• **Exercise objective**
Repeat the data verbatim.
══════════════════════════════
//! Métadonnées DIDL-Lite envoyées avec `SetAVTransportURI`.

use xmltree::{Element, EmitterConfig, XMLNode};

use crate::errors::ControlPointError;
use crate::model::Track;

const DIDL_NS: &str = "urn:schemas-upnp-org:metadata-1-0/DIDL-Lite/";
const DC_NS: &str = "http://purl.org/dc/elements/1.1/";
const UPNP_NS: &str = "urn:schemas-upnp-org:metadata-1-0/upnp/";
const MUSIC_TRACK_CLASS: &str = "object.item.audioItem.musicTrack";

fn text_child(name: &str, text: &str) -> XMLNode {
    let mut elem = Element::new(name);
    elem.children.push(XMLNode::Text(text.to_string()));
    XMLNode::Element(elem)
}

/// Construit le document DIDL-Lite d'une piste servie à `uri`.
pub fn build_track_metadata(track: &Track, uri: &str, protocol_info: &str) -> Result<String, ControlPointError> {
    let mut item = Element::new("item");
    item.attributes.insert("id".to_string(), track.id.clone());
    item.attributes.insert("parentID".to_string(), "-1".to_string());
    item.attributes.insert("restricted".to_string(), "1".to_string());

    item.children.push(text_child("dc:title", &track.title));
    if !track.artist.is_empty() {
        item.children.push(text_child("dc:creator", &track.artist));
        item.children.push(text_child("upnp:artist", &track.artist));
    }
    if !track.album.is_empty() {
        item.children.push(text_child("upnp:album", &track.album));
    }
    item.children.push(text_child("upnp:class", MUSIC_TRACK_CLASS));
    if let Some(cover) = track.cover_url.as_deref().filter(|c| !c.is_empty()) {
        item.children.push(text_child("upnp:albumArtURI", cover));
    }

    let mut res = Element::new("res");
    res.attributes
        .insert("protocolInfo".to_string(), protocol_info.to_string());
    if let Some(duration_ms) = track.duration_ms {
        res.attributes.insert(
            "duration".to_string(),
            format!("{}.000", crate::time_utils::format_hhmmss(duration_ms / 1000)),
        );
    }
    res.children.push(XMLNode::Text(uri.to_string()));
    item.children.push(XMLNode::Element(res));

    let mut didl = Element::new("DIDL-Lite");
    didl.attributes.insert("xmlns".to_string(), DIDL_NS.to_string());
    didl.attributes.insert("xmlns:dc".to_string(), DC_NS.to_string());
    didl.attributes.insert("xmlns:upnp".to_string(), UPNP_NS.to_string());
    didl.children.push(XMLNode::Element(item));

    let mut buf = Vec::new();
    let config = EmitterConfig::new()
        .write_document_declaration(false)
        .perform_indent(false);
    didl.write_with_config(&mut buf, config)
        .map_err(|e| ControlPointError::SoapBuild("DIDL-Lite".to_string(), e.to_string()))?;
    String::from_utf8(buf).map_err(|e| ControlPointError::SoapBuild("DIDL-Lite".to_string(), e.to_string()))
}

#[cfg(test)]
mod tests {
    use super::*;
    use crate::model::{QualityTier, TrackSource};

    fn track() -> Track {
        Track {
            id: "12345".to_string(),
            title: "Tom & Jerry <live>".to_string(),
            artist: "Miles Davis".to_string(),
            album: "Kind of Blue".to_string(),
            duration_ms: Some(545_000),
            cover_url: Some("http://img/cover.jpg".to_string()),
            source: TrackSource::new("https://cdn/track.flac"),
            quality: QualityTier::Cd,
        }
    }

    #[test]
    fn metadata_contains_track_fields() {
        let xml = build_track_metadata(
            &track(),
            "http://10.0.0.2:7120/stream/abc",
            "http-get:*:audio/flac:DLNA.ORG_OP=01",
        )
        .unwrap();

        assert!(xml.starts_with("<DIDL-Lite"));
        assert!(xml.contains("Tom &amp; Jerry &lt;live"));
        assert!(xml.contains("<dc:creator>Miles Davis</dc:creator>"));
        assert!(xml.contains("<upnp:artist>Miles Davis</upnp:artist>"));
        assert!(xml.contains("<upnp:album>Kind of Blue</upnp:album>"));
        assert!(xml.contains("<upnp:class>object.item.audioItem.musicTrack</upnp:class>"));
        assert!(xml.contains("<upnp:albumArtURI>http://img/cover.jpg</upnp:albumArtURI>"));
        assert!(xml.contains(r#"protocolInfo="http-get:*:audio/flac:DLNA.ORG_OP=01""#));
        assert!(xml.contains(r#"duration="00:09:05.000""#));
        assert!(xml.contains(">http://10.0.0.2:7120/stream/abc</res>"));
    }

    #[test]
    fn metadata_skips_missing_optional_fields() {
        let mut t = track();
        t.cover_url = None;
        t.album.clear();
        t.duration_ms = None;
        let xml = build_track_metadata(&t, "http://h/s", "http-get:*:audio/mpeg:*").unwrap();
        assert!(!xml.contains("albumArtURI"));
        assert!(!xml.contains("upnp:album>"));
        assert!(!xml.contains("duration="));
    }
}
══════════════════════════════
• **Output below**
//! Métadonnées DIDL-Lite envoyées avec `SetAVTransportURI`.

use xmltree::{Element, EmitterConfig, XMLNode};

use crate::errors::ControlPointError;
use crate::model::Track;

const DIDL_NS: &str = "urn:schemas-upnp-org:metadata-1-0/DIDL-Lite/";
const DC_NS: &str = "http://purl.org/dc/elements/1.1/";
const UPNP_NS: &str = "urn:schemas-upnp-org:metadata-1-0/upnp/";
const MUSIC_TRACK_CLASS: &str = "object.item.audioItem.musicTrack";

fn text_child(name: &str, text: &str) -> XMLNode {
    let mut elem = Element::new(name);
    elem.children.push(XMLNode::Text(text.to_string()));
    XMLNode::Element(elem)
}

/// Construit le document DIDL-Lite d'une piste servie à `uri`.
pub fn build_track_metadata(track: &Track, uri: &str, protocol_info: &str) -> Result<String, ControlPointError> {
    let mut item = Element::new("item");
    item.attributes.insert("id".to_string(), track.id.clone());
    item.attributes.insert("parentID".to_string(), "-1".to_string());
    item.attributes.insert("restricted".to_string(), "1".to_string());

    item.children.push(text_child("dc:title", &track.title));
    if !track.artist.is_empty() {
        item.children.push(text_child("dc:creator", &track.artist));
        item.children.push(text_child("upnp:artist", &track.artist));
    }
    if !track.album.is_empty() {
        item.children.push(text_child("upnp:album", &track.album));
    }
    item.children.push(text_child("upnp:class", MUSIC_TRACK_CLASS));
    if let Some(cover) = track.cover_url.as_deref().filter(|c| !c.is_empty()) {
        item.children.push(text_child("upnp:albumArtURI", cover));
    }

    let mut res = Element::new("res");
    res.attributes
        .insert("protocolInfo".to_string(), protocol_info.to_string());
    if let Some(duration_ms) = track.duration_ms {
        res.attributes.insert(
            "duration".to_string(),
            format!("{}.000", crate::time_utils::format_hhmmss(duration_ms / 1000)),
        );
    }
    res.children.push(XMLNode::Text(uri.to_string()));
    item.children.push(XMLNode::Element(res));

    let mut didl = Element::new("DIDL-Lite");
    didl.attributes.insert("xmlns".to_string(), DIDL_NS.to_string());
    didl.attributes.insert("xmlns:dc".to_string(), DC_NS.to_string());
    didl.attributes.insert("xmlns:upnp".to_string(), UPNP_NS.to_string());
    didl.children.push(XMLNode::Element(item));

    let mut buf = Vec::new();
    let config = EmitterConfig::new()
        .write_document_declaration(false)
        .perform_indent(false);
    didl.write_with_config(&mut buf, config)
        .map_err(|e| ControlPointError::SoapBuild("DIDL-Lite".to_string(), e.to_string()))?;
    String::from_utf8(buf).map_err(|e| ControlPointError::SoapBuild("DIDL-Lite".to_string(), e.to_string()))
}

#[cfg(test)]
mod tests {
    use super::*;
    use crate::model::{QualityTier, TrackSource};

    fn track() -> Track {
        Track {
            id: "12345".to_string(),
            title: "Tom & Jerry <live>".to_string(),
            artist: "Miles Davis".to_string(),
            album: "Kind of Blue".to_string(),
            duration_ms: Some(545_000),
            cover_url: Some("http://img/cover.jpg".to_string()),
            source: TrackSource::new("https://cdn/track.flac"),
            quality: QualityTier::Cd,
        }
    }

    #[test]
    fn metadata_contains_track_fields() {
        let xml = build_track_metadata(
            &track(),
            "http://10.0.0.2:7120/stream/abc",
            "http-get:*:audio/flac:DLNA.ORG_OP=01",
        )
        .unwrap();

        assert!(xml.starts_with("<DIDL-Lite"));
        assert!(xml.contains("Tom &amp; Jerry &lt;live"));
        assert!(xml.contains("<dc:creator>Miles Davis</dc:creator>"));
        assert!(xml.contains("<upnp:artist>Miles Davis</upnp:artist>"));
        assert!(xml.contains("<upnp:album>Kind of Blue</upnp:album>"));
        assert!(xml.contains("<upnp:class>object.item.audioItem.musicTrack</upnp:class>"));
        assert!(xml.contains("<upnp:albumArtURI>http://img/cover.jpg</upnp:albumArtURI>"));
        assert!(xml.contains(r#"protocolInfo="http-get:*:audio/flac:DLNA.ORG_OP=01""#));
        assert!(xml.contains(r#"duration="00:09:05.000""#));
        assert!(xml.contains(">http://10.0.0.2:7120/stream/abc</res>"));
    }

    #[test]
    fn metadata_skips_missing_optional_fields() {
        let mut t = track();
        t.cover_url = None;
        t.album.clear();
        t.duration_ms = None;
        let xml = build_track_metadata(&t, "http://h/s", "http-get:*:audio/mpeg:*").unwrap();
        assert!(!xml.contains("albumArtURI"));
        assert!(!xml.contains("upnp:album>"));
        assert!(!xml.contains("duration="));
    }
}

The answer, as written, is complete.